Three fundamental facts about horses are that horses are social animals, they are grazing animals and are highly sensitive to their environment. I have been around horses for the majority of my life, and I have seen many different preferences when it comes to turnout. But what is best for our equine friends? There are many complications that can arise from inadequate turnout. I will talk a little about the importance of your horse having plenty of time out in the pasture.
We have taken horses out of the wild, confined them, break them and teach them to do as we ask. They usually oblige with minimal fuss. But these animals were not meant to be cooped up or stalled. They were meant to run free. So why not make them as comfortable as possible, being that they are trying so hard to please us? Would you want to be cooped up in your room for 20+ hours out of the day, or even 12 hours out of the day? I know I wouldn’t. I especially would not want it if I was an animal meant to move around and graze for 20 hours out of the day. So let’s talk about why turnout is so important.
The number one risk factor of inadequate turnout is colic. They need to graze and move around in order for their bodies to maintain good digestion. Horses are grazing animals so they do the best when they are allowed to graze day and night as much as possible, unless your horse is overweight or prone to laminitis. When grazing is not possible, hay is an adequate substitute for grazing as long as they also have room to move around and browse. Horses who act up because they are bored, anxious, frustrated, or otherwise unhappy with their situation often become more content when given hay free choice instead of feeding two to three separate meals per day. They are designed to forage constantly. Good eating habits will help keep things like colic and ulcers at bay a good bit of the time. Ulcers are caused by a buildup of acid in the stomach usually due to inadequate amounts of hay being consumed, stress and boredom. I have actually seen horses with very large ulcers from being stalled too much be cured by turnout alone. It is the natural way.
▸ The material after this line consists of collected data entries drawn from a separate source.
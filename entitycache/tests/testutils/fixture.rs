//! Cache fixture with a manual clock and a scripted backend

use entitycache::{
    CacheConfig, CachedInstanceIterable, CachedValue, EntityId, IterableCache, IterableHandle,
    ManualClock, TxnFlags,
};
use std::sync::Arc;
use std::time::Duration;

use super::backend::ScriptedBackend;

/// Generous bound for background work in tests
pub const JOB_TIMEOUT: Duration = Duration::from_secs(10);

pub struct CacheFixture {
    pub cache: IterableCache,
    pub backend: Arc<ScriptedBackend>,
    pub clock: Arc<ManualClock>,
}

impl CacheFixture {
    pub fn new() -> Self {
        Self::with_config(CacheConfig::default())
    }

    pub fn with_config(config: CacheConfig) -> Self {
        init_logging();
        let backend = Arc::new(ScriptedBackend::new());
        let clock = Arc::new(ManualClock::new());
        let cache = IterableCache::with_clock(config, backend.clone(), clock.clone())
            .expect("Failed to create cache");
        Self {
            cache,
            backend,
            clock,
        }
    }

    /// Small cache with one worker per partition
    pub fn small(capacity: usize) -> Self {
        Self::with_config(CacheConfig {
            capacity,
            consistent_workers: 1,
            best_effort_workers: 1,
            ..CacheConfig::default()
        })
    }

    pub fn reader(&self) -> TxnFlags {
        TxnFlags::read_only()
    }

    pub fn get(&self, handle: &IterableHandle) -> Option<CachedValue> {
        self.cache.put_if_not_cached(handle, &self.reader())
    }

    /// Wait for every background job to finish
    pub fn settle(&self) {
        assert!(
            self.cache.wait_for_jobs(JOB_TIMEOUT),
            "background jobs did not finish"
        );
    }

    /// Insert `count` unrelated entries directly
    pub fn fill(&self, count: usize) {
        for i in 0..count {
            let handle = IterableHandle::builder(format!("filler:{}", i))
                .entity_type(100)
                .property_ids([100])
                .build();
            self.cache.insert(&handle, value(&handle, 1));
        }
    }
}

/// Materialized value of `size` entities
pub fn value(handle: &IterableHandle, size: u64) -> CachedValue {
    let entities = (0..size)
        .map(|i| EntityId::new(handle.entity_type_id(), i))
        .collect();
    CachedInstanceIterable::new(handle.clone(), entities).into_value()
}

pub fn init_logging() {
    let _ = env_logger::builder().is_test(true).try_init();
}
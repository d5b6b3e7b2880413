// Copyright (c) 2024-2025 DeepGraph Inc.
// SPDX-License-Identifier: Apache-2.0
//
//! Mutable cache generation (write path)
//!
//! Built from a snapshot, a generation accumulates inserts, removals and sticky
//! registrations, evicts through its [`SecondaryIndex`] on [`update`](MutableGeneration::update),
//! and is turned back into an immutable snapshot by [`publish`](MutableGeneration::publish).
//! A generation is owned by one thread and discarded after publication.

use std::collections::HashMap;
use std::sync::Arc;

use super::cache_item::CacheItem;
use super::handle::IterableHandle;
use super::iterable::CachedValue;
use super::mutation::MutationDescriptor;
use super::persistent_map::PersistentMap;
use super::secondary_index::SecondaryIndex;
use super::snapshot::{CacheSnapshot, GenerationSettings};

/// Copy-on-write generation derived from a [`CacheSnapshot`]
pub struct MutableGeneration {
    base_version: u64,
    items: PersistentMap<IterableHandle, CacheItem>,
    sticky: HashMap<IterableHandle, CachedValue>,
    settings: Arc<GenerationSettings>,
    /// Built on first use; lists every key of `items` exactly once
    index: Option<SecondaryIndex>,
    rng: fastrand::Rng,
    evictions: u64,
}

impl MutableGeneration {
    pub(crate) fn from_snapshot(snapshot: &CacheSnapshot) -> Self {
        Self {
            base_version: snapshot.version(),
            items: snapshot.items.clone(),
            sticky: snapshot.sticky.clone(),
            settings: Arc::clone(snapshot.settings()),
            index: None,
            rng: fastrand::Rng::new(),
            evictions: 0,
        }
    }

    /// Version of the snapshot this generation was derived from
    pub fn base_version(&self) -> u64 {
        self.base_version
    }

    pub fn len(&self) -> usize {
        self.items.len()
    }

    pub fn is_empty(&self) -> bool {
        self.items.is_empty()
    }

    /// Capacity evictions performed by this generation
    pub fn evictions(&self) -> u64 {
        self.evictions
    }

    pub fn get(&self, handle: &IterableHandle) -> Option<CachedValue> {
        if let Some(value) = self.sticky.get(handle) {
            return Some(Arc::clone(value));
        }
        self.items.get(handle).and_then(CacheItem::value)
    }

    pub fn contains(&self, handle: &IterableHandle) -> bool {
        self.sticky.contains_key(handle) || self.items.contains_key(handle)
    }

    /// Cache `value` under `handle`
    ///
    /// An updatable value for a registered sticky handle replaces the sticky slot in
    /// place instead of creating an ordinary entry.
    ///
    /// # Panics
    /// If `handle` is sticky and `value` is not updatable.
    pub fn insert(&mut self, handle: IterableHandle, value: CachedValue) {
        if handle.is_sticky() || self.sticky.contains_key(&handle) {
            self.register_sticky(handle, value);
            return;
        }

        if !self.items.contains_key(&handle) && self.items.len() >= self.settings.capacity {
            self.evict_one();
        }
        let item = CacheItem::new(
            value,
            self.settings.max_direct_value_size,
            &self.settings.pool,
        );
        let replaced = self.items.insert(handle.clone(), item).is_some();
        if !replaced {
            if let Some(index) = &mut self.index {
                index.add_handle(&handle);
            }
        }
    }

    /// Register (or replace) the persistent updatable object of a sticky handle
    ///
    /// # Panics
    /// If `value` is not updatable.
    pub fn register_sticky(&mut self, handle: IterableHandle, value: CachedValue) {
        assert!(
            value.as_updatable().is_some(),
            "sticky handle {} must hold an updatable value",
            handle.id()
        );
        // A handle migrating to sticky leaves the ordinary map.
        if self.items.remove(&handle).is_some() {
            if let Some(index) = &mut self.index {
                index.remove_handle(&handle);
            }
        }
        self.sticky.insert(handle, value);
    }

    /// Remove an ordinary entry; returns whether it was present
    ///
    /// # Panics
    /// If `handle` is sticky: sticky objects are replaced, never removed.
    pub fn remove(&mut self, handle: &IterableHandle) -> bool {
        assert!(
            !handle.is_sticky() && !self.sticky.contains_key(handle),
            "sticky handle {} cannot be removed",
            handle.id()
        );
        self.remove_entry(handle)
    }

    fn remove_entry(&mut self, handle: &IterableHandle) -> bool {
        if self.items.remove(handle).is_none() {
            return false;
        }
        if let Some(index) = &mut self.index {
            index.remove_handle(handle);
        }
        true
    }

    /// Evict every handle affected by `mutation` and let sticky objects absorb it;
    /// returns the number evicted
    pub fn update(&mut self, mutation: &MutationDescriptor) -> usize {
        let evicted = self.evict_affected(mutation);
        self.apply_to_sticky(mutation);
        evicted
    }

    /// Evict every handle affected by `mutation`; returns the number evicted
    ///
    /// Exactly one index grouping is consulted, chosen by
    /// [`MutationDescriptor::strategy`]; a mutation with nothing indexable scans all
    /// entries. Sticky objects are left alone.
    pub fn evict_affected(&mut self, mutation: &MutationDescriptor) -> usize {
        let selected = self.index().handles_for(mutation.strategy());
        let candidates = match selected {
            Some(handles) => handles,
            None => self.items.keys().cloned().collect(),
        };

        let mut evicted = 0;
        for handle in &candidates {
            if self.remove_entry(handle) {
                evicted += 1;
            }
        }
        evicted
    }

    /// Feed `mutation` to every sticky object; returns how many changed
    ///
    /// Sticky objects are shared with the base snapshot, so this must run once per
    /// mutation no matter how many generations are built for it.
    pub fn apply_to_sticky(&self, mutation: &MutationDescriptor) -> usize {
        absorb(&self.sticky, mutation)
    }

    /// Remove every ordinary entry, keeping sticky registrations
    pub fn clear(&mut self) {
        self.items = PersistentMap::new();
        self.index = None;
    }

    fn index(&mut self) -> &mut SecondaryIndex {
        let items = &self.items;
        let threshold = self.settings.index_compaction_threshold;
        self.index
            .get_or_insert_with(|| SecondaryIndex::build(items.keys(), threshold))
    }

    fn evict_one(&mut self) -> Option<IterableHandle> {
        let victim = self.items.random_key(&mut self.rng).cloned()?;
        self.remove_entry(&victim);
        self.evictions += 1;
        log::debug!("Evicted {} to stay within capacity", victim.id());
        Some(victim)
    }

    /// Freeze into the next immutable snapshot
    pub fn publish(self) -> CacheSnapshot {
        CacheSnapshot {
            version: self.base_version + 1,
            items: self.items,
            sticky: self.sticky,
            settings: self.settings,
        }
    }
}

pub(crate) fn absorb(
    sticky: &HashMap<IterableHandle, CachedValue>,
    mutation: &MutationDescriptor,
) -> usize {
    sticky
        .values()
        .filter_map(|value| value.as_updatable())
        .filter(|updatable| updatable.apply(mutation))
        .count()
}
Vices are also a big downfall to stalling for long periods of time. Things such as weaving, wind sucking, wood chewing, wall kicking and many others are a direct result of boredom. They learn to find something, usually a bad habit, to occupy the time they would normally spend grazing.
Legs tend to stock up and swell when kept confined and limiting movement for long periods as well. Horses need the movement to properly pump the blood back up from their legs. When this is not possible usually from the knees down swells, it is usually referred to as “stocking up.” Horses’ feet are actually said to grow healthier and faster due to the constant stimulation of turnout.
Respiratory issues can also occur. High levels of ammonia in a stall or barn that is not ventilated properly could make your horse very sick. As much outside, natural crisp air as possible is best for your equine friend.
As long as horses have shelter and you are able to turnout, turnout as much as possible. It is what is best for your horse, and it is what nature intended him to do. You can spend a longer healthier life with your friend if you just allow him to be a horse!